■ **Exercise description**: Each line that includes "TPeople" must be copied from the records.

■ **Extracted data**:
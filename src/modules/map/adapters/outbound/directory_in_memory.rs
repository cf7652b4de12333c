// In memory implementation of the collaborator ports.
//
// Purpose
// - Stand in for the people, user type and user modules in tests and local runs.
//
// Responsibilities
// - Hold a snapshot of people, selections and the current profile.
// - Load that snapshot from a JSON seed file where every field is optional.

use std::fs;
use std::path::Path;

use serde::{Deserialize, Serialize};
use thiserror::Error;

use crate::modules::map::core::pins::{Pin, UserProfile, UserType};
use crate::modules::map::core::ports::{PeopleProvider, UserProvider, UserTypeProvider};

#[derive(Debug, Error)]
pub enum SeedError {
    #[error("cannot read seed file {path}: {source}")]
    Read {
        path: String,
        source: std::io::Error,
    },

    #[error("invalid seed data: {0}")]
    Parse(#[from] serde_json::Error),
}

#[derive(Debug, Clone, Default, PartialEq, Serialize, Deserialize)]
#[serde(rename_all = "camelCase", default)]
pub struct InMemoryDirectory {
    pub people: Vec<Pin>,
    pub selected_tags: Vec<String>,
    pub user_types: Vec<UserType>,
    pub selected_user_types: Vec<i64>,
    pub user_profile: Option<UserProfile>,
}

impl InMemoryDirectory {
    pub fn new() -> Self {
        Self::default()
    }

    pub fn from_json(json: &str) -> Result<Self, SeedError> {
        Ok(serde_json::from_str(json)?)
    }

    pub fn from_seed_file(path: impl AsRef<Path>) -> Result<Self, SeedError> {
        let path = path.as_ref();
        let json = fs::read_to_string(path).map_err(|source| SeedError::Read {
            path: path.display().to_string(),
            source,
        })?;
        let directory = Self::from_json(&json)?;
        tracing::debug!(
            people = directory.people.len(),
            user_types = directory.user_types.len(),
            "seed loaded from {}",
            path.display()
        );
        Ok(directory)
    }
}

impl PeopleProvider for InMemoryDirectory {
    fn list(&self) -> Vec<Pin> {
        self.people.clone()
    }

    fn selected_tags(&self) -> Vec<String> {
        self.selected_tags.clone()
    }
}

impl UserTypeProvider for InMemoryDirectory {
    fn user_types(&self) -> Vec<UserType> {
        self.user_types.clone()
    }

    fn selected_user_types(&self) -> Vec<i64> {
        self.selected_user_types.clone()
    }
}

impl UserProvider for InMemoryDirectory {
    fn user_profile(&self) -> Option<UserProfile> {
        self.user_profile.clone()
    }
}
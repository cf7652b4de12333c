use crate::shared::infrastructure::commit_channel::CommitChannel;

/// Keeps every commit instead of applying it.
#[derive(Debug)]
pub struct RecordingCommitChannel<Mutation> {
    pub commits: Vec<Mutation>,
}

impl<Mutation> Default for RecordingCommitChannel<Mutation> {
    fn default() -> Self {
        Self {
            commits: Vec::new(),
        }
    }
}

impl<Mutation> RecordingCommitChannel<Mutation> {
    pub fn new() -> Self {
        Self::default()
    }

    pub fn last(&self) -> Option<&Mutation> {
        self.commits.last()
    }
}

impl<Mutation> CommitChannel<Mutation> for RecordingCommitChannel<Mutation> {
    fn commit(&mut self, mutation: Mutation) {
        self.commits.push(mutation);
    }
}
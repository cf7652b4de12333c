use crate::modules::map::adapters::outbound::directory_in_memory::InMemoryDirectory;
use crate::modules::map::adapters::outbound::map_store::MapStore;
use std::sync::Arc;
use tokio::sync::RwLock;

#[derive(Clone)]
pub struct AppState {
    pub store: Arc<RwLock<MapStore>>,
    pub directory: Arc<InMemoryDirectory>,
}

impl AppState {
    pub fn new(directory: InMemoryDirectory) -> Self {
        Self {
            store: Arc::new(RwLock::new(MapStore::new())),
            directory: Arc::new(directory),
        }
    }
}
use crate::modules::map::core::mutations::MapMutation;
use crate::modules::map::use_cases::dispatch_map_action::action::MapAction;
use crate::modules::map::use_cases::dispatch_map_action::decide::decide;
use crate::shared::infrastructure::commit_channel::CommitChannel;

pub fn dispatch(channel: &mut impl CommitChannel<MapMutation>, action: MapAction) {
    let mutation = decide(action);
    tracing::debug!(?action, mutation = mutation.name(), "dispatching map action");
    channel.commit(mutation);
}

pub fn set_add_mode(channel: &mut impl CommitChannel<MapMutation>, payload: bool) {
    dispatch(channel, MapAction::SetAddMode(payload));
}

/// Marks the map as ready. There is no way to un-ready it through an action.
pub fn set_map_ready(channel: &mut impl CommitChannel<MapMutation>) {
    dispatch(channel, MapAction::SetMapReady);
}

pub fn set_show_meetups(channel: &mut impl CommitChannel<MapMutation>, payload: bool) {
    dispatch(channel, MapAction::SetShowMeetups(payload));
}
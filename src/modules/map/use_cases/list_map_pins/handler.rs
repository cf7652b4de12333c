// Query handler that feeds the collaborator ports into the pin projections.
//
// Purpose
// - Chain the derived views the way the store does: the filtered pins and the
//   per-type counts are both computed from `pins()`, never from the raw list.

use std::collections::BTreeMap;

use crate::modules::map::core::pins::{MapPin, Pin};
use crate::modules::map::core::ports::{PeopleProvider, UserProvider, UserTypeProvider};
use crate::modules::map::use_cases::list_map_pins::projection::{
    get_filtered_pins, get_pins, get_shown_pins,
};

pub struct MapQueries<'a, TPeople, TUserTypes, TUser>
where
    TPeople: PeopleProvider,
    TUserTypes: UserTypeProvider,
    TUser: UserProvider,
{
    people: &'a TPeople,
    user_types: &'a TUserTypes,
    user: &'a TUser,
}

impl<'a, TPeople, TUserTypes, TUser> MapQueries<'a, TPeople, TUserTypes, TUser>
where
    TPeople: PeopleProvider,
    TUserTypes: UserTypeProvider,
    TUser: UserProvider,
{
    pub fn new(people: &'a TPeople, user_types: &'a TUserTypes, user: &'a TUser) -> Self {
        Self {
            people,
            user_types,
            user,
        }
    }

    pub fn pins(&self) -> Vec<Pin> {
        get_pins(&self.people.list())
    }

    pub fn filtered_pins(&self, focus_on: Option<i64>) -> Vec<MapPin> {
        let filtered = get_filtered_pins(
            &self.pins(),
            focus_on,
            &self.user_types.selected_user_types(),
            &self.people.selected_tags(),
        );
        tracing::debug!(count = filtered.len(), "filtered pins computed");
        filtered
    }

    pub fn shown_pins(&self) -> BTreeMap<i64, usize> {
        let pins = self.pins();
        get_shown_pins(
            Some(pins.as_slice()),
            &self.user_types.user_types(),
            self.user.user_profile().as_ref(),
        )
    }
}

#[cfg(test)]
mod list_map_pins_handler_tests {
    use super::*;
    use crate::modules::map::adapters::outbound::directory_in_memory::InMemoryDirectory;
    use crate::modules::map::core::pins::LatLng;
    use crate::tests::fixtures::directory::seeded_directory;
    use rstest::rstest;

    #[rstest]
    fn it_should_list_only_pin_worthy_people(seeded_directory: InMemoryDirectory) {
        let queries = MapQueries::new(&seeded_directory, &seeded_directory, &seeded_directory);
        let pins = queries.pins();
        assert!(!pins.is_empty());
        assert!(pins.iter().all(|p| p.pin_type == Some(2)));
    }

    #[rstest]
    fn it_should_filter_by_the_selected_user_types(mut seeded_directory: InMemoryDirectory) {
        seeded_directory.selected_user_types = vec![];
        let queries = MapQueries::new(&seeded_directory, &seeded_directory, &seeded_directory);
        assert!(queries.filtered_pins(None).is_empty());
    }

    #[rstest]
    fn it_should_filter_by_the_selected_tags(mut seeded_directory: InMemoryDirectory) {
        seeded_directory.selected_user_types = vec![1, 2];
        seeded_directory.selected_tags = vec!["rust".to_string()];
        let queries = MapQueries::new(&seeded_directory, &seeded_directory, &seeded_directory);
        let filtered = queries.filtered_pins(Some(3));
        assert_eq!(filtered.iter().map(|p| p.id).collect::<Vec<_>>(), vec![3]);
        assert_eq!(filtered[0].key, 3);
    }

    #[rstest]
    fn it_should_see_changes_to_the_collaborators_on_the_next_call(
        mut seeded_directory: InMemoryDirectory,
    ) {
        let before = MapQueries::new(&seeded_directory, &seeded_directory, &seeded_directory)
            .filtered_pins(None)
            .len();
        seeded_directory.selected_tags = vec!["nothing-matches".to_string()];
        let after = MapQueries::new(&seeded_directory, &seeded_directory, &seeded_directory)
            .filtered_pins(None)
            .len();
        assert!(before > 0);
        assert_eq!(after, 0);
    }

    #[rstest]
    fn it_should_count_shown_pins_from_the_pin_list(mut seeded_directory: InMemoryDirectory) {
        seeded_directory.user_profile = None;
        let queries = MapQueries::new(&seeded_directory, &seeded_directory, &seeded_directory);
        assert_eq!(queries.shown_pins(), BTreeMap::from([(1, 0), (2, 2)]));
    }

    #[rstest]
    fn it_should_count_the_located_user(mut seeded_directory: InMemoryDirectory) {
        if let Some(profile) = seeded_directory.user_profile.as_mut() {
            profile.user_type = Some(1);
            profile.latlng = Some(LatLng::new(1.0, 1.0));
        }
        let queries = MapQueries::new(&seeded_directory, &seeded_directory, &seeded_directory);
        assert_eq!(queries.shown_pins(), BTreeMap::from([(1, 1), (2, 2)]));
    }
}
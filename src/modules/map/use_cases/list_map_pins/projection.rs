// Derived views over the people list.
//
// Purpose
// - Select the pins worth drawing, filter them by the user's selections and
//   count how many markers each user type contributes.
//
// Responsibilities
// - Stay pure: borrow the inputs, return fresh values, never cache.
// - Skip records without an id or a type instead of failing.

use std::collections::BTreeMap;

use crate::modules::map::core::pins::{MapPin, Pin, UserProfile, UserType};

/// People of this type are drawn as pins.
pub const PIN_WORTHY_TYPE: i64 = 2;

pub fn get_pins(people: &[Pin]) -> Vec<Pin> {
    people
        .iter()
        .filter(|person| person.is_well_formed() && person.pin_type == Some(PIN_WORTHY_TYPE))
        .cloned()
        .collect()
}

/// `focus_on` is accepted for callers that track a focused pin; it does not
/// change which pins pass.
pub fn get_filtered_pins(
    pins: &[Pin],
    _focus_on: Option<i64>,
    selected_user_types: &[i64],
    selected_tags: &[String],
) -> Vec<MapPin> {
    pins.iter()
        .filter(|pin| pin.has_type_in(selected_user_types))
        .filter(|pin| selected_tags.is_empty() || pin.has_any_tag(selected_tags))
        .filter_map(MapPin::from_pin)
        .collect()
}

pub fn get_shown_pins(
    pins: Option<&[Pin]>,
    user_types: &[UserType],
    profile: Option<&UserProfile>,
) -> BTreeMap<i64, usize> {
    let mut shown: BTreeMap<i64, usize> = user_types.iter().map(|t| (t.id, 0)).collect();

    for pin_type in pins.unwrap_or_default().iter().filter_map(|pin| pin.pin_type) {
        if let Some(count) = shown.get_mut(&pin_type) {
            *count += 1;
        }
    }

    if let Some(profile) = profile
        && profile.has_location()
        && let Some(user_type) = profile.user_type
        && let Some(count) = shown.get_mut(&user_type)
    {
        *count += 1;
    }

    shown
}
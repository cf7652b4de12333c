use serde::{Deserialize, Serialize};

/// UI flags owned by the map store.
#[derive(Debug, Clone, Copy, Default, PartialEq, Eq, Serialize, Deserialize)]
#[serde(rename_all = "camelCase")]
pub struct MapUiState {
    pub add_mode: bool,
    pub map_ready: bool,
    pub show_meetups: bool,
}

/// Fresh state for a new store. Every call hands out its own value.
pub fn initial_state() -> MapUiState {
    MapUiState::default()
}
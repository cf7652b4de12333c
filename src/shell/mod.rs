// Composition root for the map store.
//
// Responsibilities
// - Read config from environment.
// - Load the collaborator snapshot and create the store.
// - Wire both into the HTTP router.

pub mod config;
pub mod http;
pub mod state;
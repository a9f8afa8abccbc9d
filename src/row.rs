//! Horizontal display composition
//!
//! Concatenates heterogeneous displays side-by-side along the column axis
//! so a whole row (say `H H : M M`) can be addressed through one origin.
//! Children are borrowed, not owned; their lifetime is managed by whoever
//! builds the tree.

use smart_leds::RGB8;

use crate::display::{Coords, LedDisplay, LedSink, RenderMode};

/// An ordered row of displays addressed as one wide logical grid
///
/// Row axes are aligned at row 0. Column ranges of the children partition
/// the composite's column space contiguously in sequence order: logical
/// column `c` belongs to the first child whose width has not been walked
/// past, and reaches it rebased to that child's local column space.
pub struct RowDisplay<'a, const N: usize> {
    children: [&'a mut (dyn LedDisplay + 'a); N],
}

impl<'a, const N: usize> RowDisplay<'a, N> {
    /// Compose an ordered row of displays
    pub fn new(children: [&'a mut (dyn LedDisplay + 'a); N]) -> Self {
        Self { children }
    }
}

impl<const N: usize> LedDisplay for RowDisplay<'_, N> {
    fn row_count(&self) -> u8 {
        self.children
            .iter()
            .map(|child| child.row_count())
            .max()
            .unwrap_or(0)
    }

    fn column_count(&self) -> u8 {
        self.children.iter().map(|child| child.column_count()).sum()
    }

    fn index_of_coords(&self, row: u8, column: u8) -> Option<u16> {
        let mut column = column;
        for child in self.children.iter() {
            let width = child.column_count();
            if column < width {
                return child.index_of_coords(row, column);
            }
            column -= width;
        }
        None
    }

    fn coords_of_index(&self, index: u16) -> Option<Coords> {
        let mut offset = 0u8;
        for child in self.children.iter() {
            if let Some(mut coords) = child.coords_of_index(index) {
                coords.column += offset;
                return Some(coords);
            }
            offset += child.column_count();
        }
        None
    }

    fn led_color(&self, row: u8, column: u8, lit: bool) -> RGB8 {
        let mut column = column;
        for child in self.children.iter() {
            let width = child.column_count();
            if column < width {
                return child.led_color(row, column, lit);
            }
            column -= width;
        }
        RGB8::default()
    }

    fn set_led_color(&mut self, row: u8, column: u8, lit: bool, color: RGB8) {
        let mut column = column;
        for child in self.children.iter_mut() {
            let width = child.column_count();
            if column < width {
                child.set_led_color(row, column, lit, color);
                return;
            }
            column -= width;
        }
    }

    fn render(&self, sink: &mut dyn LedSink) {
        for child in self.children.iter() {
            child.render(sink);
        }
    }

    fn set_mode(&mut self, mode: RenderMode) {
        for child in self.children.iter_mut() {
            child.set_mode(mode);
        }
    }
}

■ **Response box**:
pub struct MapQueries<'a, TPeople, TUserTypes, TUser>
    TPeople: PeopleProvider,
    people: &'a TPeople,
impl<'a, TPeople, TUserTypes, TUser> MapQueries<'a, TPeople, TUserTypes, TUser>
    TPeople: PeopleProvider,
    pub fn new(people: &'a TPeople, user_types: &'a TUserTypes, user: &'a TUser) -> Self {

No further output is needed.